Ready to pitch in? Here’s what you need to know.

About ALBs
Native to China, Japan, and Korea, the Asian long-horned beetle was first detected in North America in 1996. Most likely it hitchhiked aboard wooden packing material. Since then, it has destroyed over 80,000 trees in Massachusetts, New York, New Jersey, Ohio, and Illinois. Back in 2008, 27,000 infested trees had to be removed in Worcester alone.
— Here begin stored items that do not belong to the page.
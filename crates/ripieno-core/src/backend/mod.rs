//! Hardware backend contract.
//!
//! The engine consumes a deliberately narrow, fragment-oriented contract from
//! whatever produces actual sound: a device exposes fixed-size fragments of
//! its ring buffer one at a time, and `wait` paces the mixing thread against
//! hardware consumption. Backends are selected at runtime via [`Backend`]
//! trait objects rather than compile-time configuration.

use parking_lot::MappedMutexGuard;

use crate::config::DeviceConfig;
use crate::Result;

mod null;
pub use null::NullBackend;

#[cfg(feature = "cpal")]
mod output;
#[cfg(feature = "cpal")]
pub use output::CpalBackend;

/// Writable view of the next hardware fragment, held while filling it.
///
/// Dropping the guard releases the mapping; commit it with
/// [`BackendDevice::unmap_next_fragment`].
pub type MappedFragment<'a> = MappedMutexGuard<'a, [f32]>;

/// A source of playback devices (one per audio API).
pub trait Backend: Send + Sync {
    fn name(&self) -> &'static str;

    /// Open a device for the given configuration. Fragment geometry is fixed
    /// for the lifetime of the returned device.
    fn open_device(&self, config: &DeviceConfig) -> Result<Box<dyn BackendDevice>>;
}

/// One opened playback device.
///
/// Implementations carry their own interior locking: `stop` may be called
/// from a different thread than a blocked `wait` and must unblock it.
pub trait BackendDevice: Send + Sync {
    /// Interleaved samples in one fragment.
    fn fragment_samples(&self) -> usize;

    /// Begin hardware playback of the ring buffer. Non-blocking.
    fn play(&self) -> Result<()>;

    /// Halt hardware playback and reset the play cursor.
    fn stop(&self) -> Result<()>;

    /// Block until the next fragment slot is writable or the device is
    /// stopped. Returns false on stop or backend error.
    fn wait(&self) -> bool;

    /// Map the next fragment-sized region of the ring buffer for writing.
    fn map_next_fragment(&self) -> Result<MappedFragment<'_>>;

    /// Commit the previously mapped fragment to the hardware.
    fn unmap_next_fragment(&self) -> Result<()>;

    /// Release the device. Idempotent.
    fn close(&self) -> Result<()>;
}
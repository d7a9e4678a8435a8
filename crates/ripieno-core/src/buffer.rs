//! Sample buffers: the leaf sources of the mixer tree.

use std::sync::atomic::{AtomicBool, AtomicU64, Ordering};
use std::sync::Arc;

use crate::convert::{self, SampleFormat};
use crate::graph::{BufferId, MixerId};
use crate::lockfree::{AtomicFlag, AtomicFloat};
use crate::{Error, Result};

/// Lock-free playback state, shared between buffer handles and the mixing
/// pass so play/stop/seek never contend with the graph lock.
#[derive(Debug)]
pub(crate) struct BufferState {
    pub(crate) playing: AtomicFlag,
    pub(crate) looping: AtomicFlag,
    pub(crate) gain: AtomicFloat,
    /// Read cursor in samples, wrapping modulo buffer length while looping.
    pub(crate) position: AtomicU64,
}

impl BufferState {
    fn new() -> Self {
        Self {
            playing: AtomicFlag::new(false),
            looping: AtomicFlag::new(false),
            gain: AtomicFloat::new(1.0),
            position: AtomicU64::new(0),
        }
    }
}

/// One buffer record in the device's graph arena.
pub(crate) struct BufferRecord {
    pub(crate) format: SampleFormat,
    pub(crate) channels: u16,
    pub(crate) sample_rate: u32,
    pub(crate) data: Box<[u8]>,
    pub(crate) state: Arc<BufferState>,

    // Attachment links, maintained by the graph.
    pub(crate) mixer: Option<MixerId>,
    pub(crate) prev: Option<BufferId>,
    pub(crate) next: Option<BufferId>,

    /// One warning per buffer when the unsupported-rate path is hit.
    pub(crate) rate_warned: AtomicBool,
}

impl BufferRecord {
    pub(crate) fn new(
        format: SampleFormat,
        channels: u16,
        sample_rate: u32,
        data: Box<[u8]>,
    ) -> Self {
        Self {
            format,
            channels,
            sample_rate,
            data,
            state: Arc::new(BufferState::new()),
            mixer: None,
            prev: None,
            next: None,
            rate_warned: AtomicBool::new(false),
        }
    }

    pub(crate) fn total_samples(&self) -> usize {
        self.data.len() / self.format.bytes_per_sample()
    }

    pub(crate) fn total_frames(&self) -> usize {
        self.total_samples() / self.channels as usize
    }

    /// Read up to `out.len()` samples of device-formatted audio, advancing
    /// the cursor. Four paths:
    ///
    /// (a) matching rate and channels: converting copy with looping;
    /// (b) matching rate, differing channels: converting copy + channel
    ///     shuffle (returns frames x device channels);
    /// (c)/(d) differing sample rate: rejected with an explicit error;
    ///     resampling between a buffer and its device is not implemented,
    ///     and silently producing zeros would hide that.
    ///
    /// The short-read return value is the only end-of-stream signal.
    pub(crate) fn read_samples(
        &self,
        out: &mut [f32],
        device_channels: u16,
        device_rate: u32,
    ) -> Result<usize> {
        if self.sample_rate != device_rate {
            return Err(Error::Unsupported(
                "sample-rate conversion between buffer and device",
            ));
        }
        if out.is_empty() {
            return Ok(0);
        }
        let looping = self.state.looping.get();
        let position = self.state.position.load(Ordering::Acquire) as usize;

        if self.channels == device_channels {
            let total = self.total_samples();
            if total == 0 {
                return Ok(0);
            }
            let produced =
                convert::copy_with_looping(out, self.format, &self.data, position, looping);
            let new_position = if looping {
                (position + produced) % total
            } else {
                (position + produced).min(total)
            };
            self.state
                .position
                .store(new_position as u64, Ordering::Release);
            Ok(produced)
        } else {
            let total_frames = self.total_frames();
            if total_frames == 0 {
                return Ok(0);
            }
            let frame_position = position / self.channels as usize;
            let frames = convert::copy_with_looping_and_shuffle(
                out,
                self.format,
                &self.data,
                self.channels as usize,
                device_channels as usize,
                frame_position,
                looping,
            );
            let new_frame = if looping {
                (frame_position + frames) % total_frames
            } else {
                (frame_position + frames).min(total_frames)
            };
            self.state
                .position
                .store((new_frame * self.channels as usize) as u64, Ordering::Release);
            Ok(frames * device_channels as usize)
        }
    }
}
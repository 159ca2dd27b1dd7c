// Licensed to the Apache Software Foundation (ASF) under one
// or more contributor license agreements.  See the NOTICE file
// distributed with this work for additional information
// regarding copyright ownership.  The ASF licenses this file
// to you under the Apache License, Version 2.0 (the
// "License"); you may not use this file except in compliance
// with the License.  You may obtain a copy of the License at
//
//   http://www.apache.org/licenses/LICENSE-2.0
//
// Unless required by applicable law or agreed to in writing,
// software distributed under the License is distributed on an
// "AS IS" BASIS, WITHOUT WARRANTIES OR CONDITIONS OF ANY
// KIND, either express or implied.  See the License for the
// specific language governing permissions and limitations
// under the License.

use serde::{Deserialize, Serialize};

/// CPU architecture family, normalized from provider-specific naming.
#[derive(Debug, Clone, Copy, PartialEq, Eq, Hash, Serialize, Deserialize)]
#[serde(rename_all = "lowercase")]
pub enum Architecture {
    Intel,
    Amd,
    Arm,
}

/// A VM type as enumerated by the `ComputeProvider`, normalized by the
/// catalog (spec.md section 4.1). Immutable once loaded.
#[derive(Debug, Clone, PartialEq, Serialize, Deserialize)]
pub struct InstanceType {
    pub name: String,
    pub family: String,
    pub size: String,
    pub architecture: Architecture,
    pub vcpus: u32,
    pub memory_gb: f64,
    pub socket_count: u32,
    pub numa_nodes: u32,
}

impl InstanceType {
    /// Wave rank for this instance's size cohort, per spec.md section 4.2 step 3.
    pub fn wave_rank(&self) -> u32 {
        wave_rank_for_size(&self.size)
    }
}

/// `large -> 0, xlarge -> 1, 2xlarge -> 2, >=4xlarge -> 3`.
pub fn wave_rank_for_size(size: &str) -> u32 {
    let size = size.to_lowercase();
    if size == "large" {
        0
    } else if size == "xlarge" {
        1
    } else if size == "2xlarge" {
        2
    } else {
        3
    }
}

/// Classify architecture by trailing-letter naming convention. A trailing
/// `g` in the size token means arm, trailing `a` means amd, otherwise
/// intel. On ambiguity (name doesn't match the convention cleanly) callers
/// should prefer the provider-reported tag over this heuristic, per
/// spec.md section 4.1.
pub fn classify_architecture_by_name(name: &str) -> Architecture {
    // Names look like `m7i.large`, `m7a.xlarge`, `m7g.2xlarge`.
    let family = name.split('.').next().unwrap_or(name);
    let last = family.chars().last();
    match last {
        Some('g') => Architecture::Arm,
        Some('a') => Architecture::Amd,
        _ => Architecture::Intel,
    }
}
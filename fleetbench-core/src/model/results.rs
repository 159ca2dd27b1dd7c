// Licensed to the Apache Software Foundation (ASF) under one
// or more contributor license agreements.  See the NOTICE file
// distributed with this work for additional information
// regarding copyright ownership.  The ASF licenses this file
// to you under the Apache License, Version 2.0 (the
// "License"); you may not use this file except in compliance
// with the License.  You may obtain a copy of the License at
//
//   http://www.apache.org/licenses/LICENSE-2.0
//
// Unless required by applicable law or agreed to in writing,
// software distributed under the License is distributed on an
// "AS IS" BASIS, WITHOUT WARRANTIES OR CONDITIONS OF ANY
// KIND, either express or implied.  See the License for the
// specific language governing permissions and limitations
// under the License.

use std::collections::HashMap;
use std::time::Duration;

use serde::{Deserialize, Serialize};

use crate::model::benchmark::{BenchmarkKind, SystemProbe};

/// One metric's statistics after outlier rejection (spec.md section 3
/// "AggregatedResult").
#[derive(Debug, Clone, Copy, PartialEq, Serialize, Deserialize)]
pub struct Measurement {
    pub mean: f64,
    pub stddev: f64,
    pub cv_pct: f64,
    pub ci_lower: f64,
    pub ci_upper: f64,
    pub ci_level: f64,
    pub n_valid: u32,
    pub n_outliers: u32,
}

#[derive(Debug, Clone, PartialEq, Serialize, Deserialize, Default)]
pub struct Validation {
    pub is_valid: bool,
    pub errors: Vec<String>,
    pub warnings: Vec<String>,
}

/// Final, terminal artifact for one job after aggregation.
#[derive(Debug, Clone, PartialEq, Serialize, Deserialize)]
pub struct AggregatedResult {
    pub job_id: String,
    pub kind: BenchmarkKind,
    pub instance_type: String,
    pub measurements: HashMap<String, Measurement>,
    pub quality_score: f64,
    pub validation: Validation,
    pub system_probe: SystemProbe,
    pub execution_duration: Duration,
}

impl AggregatedResult {
    pub fn object_key(&self) -> String {
        format!(
            "processed/latest/{}/{}.json",
            self.kind.as_str(),
            self.instance_type
        )
    }
}

#[cfg(test)]
mod tests {
    use super::*;
    use crate::model::benchmark::CacheLevelMetrics;

    fn sample() -> AggregatedResult {
        AggregatedResult {
            job_id: "j1".into(),
            kind: BenchmarkKind::Stream,
            instance_type: "m7i.large".into(),
            measurements: HashMap::new(),
            quality_score: 0.95,
            validation: Validation {
                is_valid: true,
                errors: vec![],
                warnings: vec![],
            },
            system_probe: SystemProbe {
                cpu_model: "x".into(),
                cache_bytes: CacheLevelMetrics { l1: 1.0, l2: 1.0, l3: 1.0, dram: 1.0 },
                numa_nodes: 1,
                memory_gb: 8.0,
            },
            execution_duration: Duration::from_secs(60),
        }
    }

    #[test]
    fn processed_key_is_last_writer_wins_by_instance_type() {
        assert_eq!(sample().object_key(), "processed/latest/stream/m7i.large.json");
    }
}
The ALB infests hardwood trees, such as maple, birch, horse chestnut, poplar, willow, elm, and ash. The beetle’s larvae burrow so deeply into the tree that insecticide won’t reach them, and it’s impossible to extract them. In the past, they have been reported in Greater Worcester and there was a small infestation in Boston.

Check your Trees
Fortunately, we can fight back. Eradication efforts have already banished the beetle from Illinois and New Jersey, and parts of New York are expected to follow soon.

The most important thing you can do is to check your trees for infestations. Here’s what to look for:

  • Small, perfectly round dime-sized holes (3/8″ up to 1/2″ in diameter) with smooth edges, left by adult beetles exiting a tree.
  • Shallow oval scars in the bark (1/2″-3/4″ wide) where the eggs are deposited.
  • Sawdust-like material on the ground and in branches, pushed out by the larvae as they burrow.
  • The beetle itself. Mature ALBs measure 1 to 1.5 inches, with two antennae (the “horns”) that can grow up to 4 inches long.

The USDA’s Asian longhorned beetle site features a slideshow of images (including ALB look-a-likes) and includes a tool to report sightings.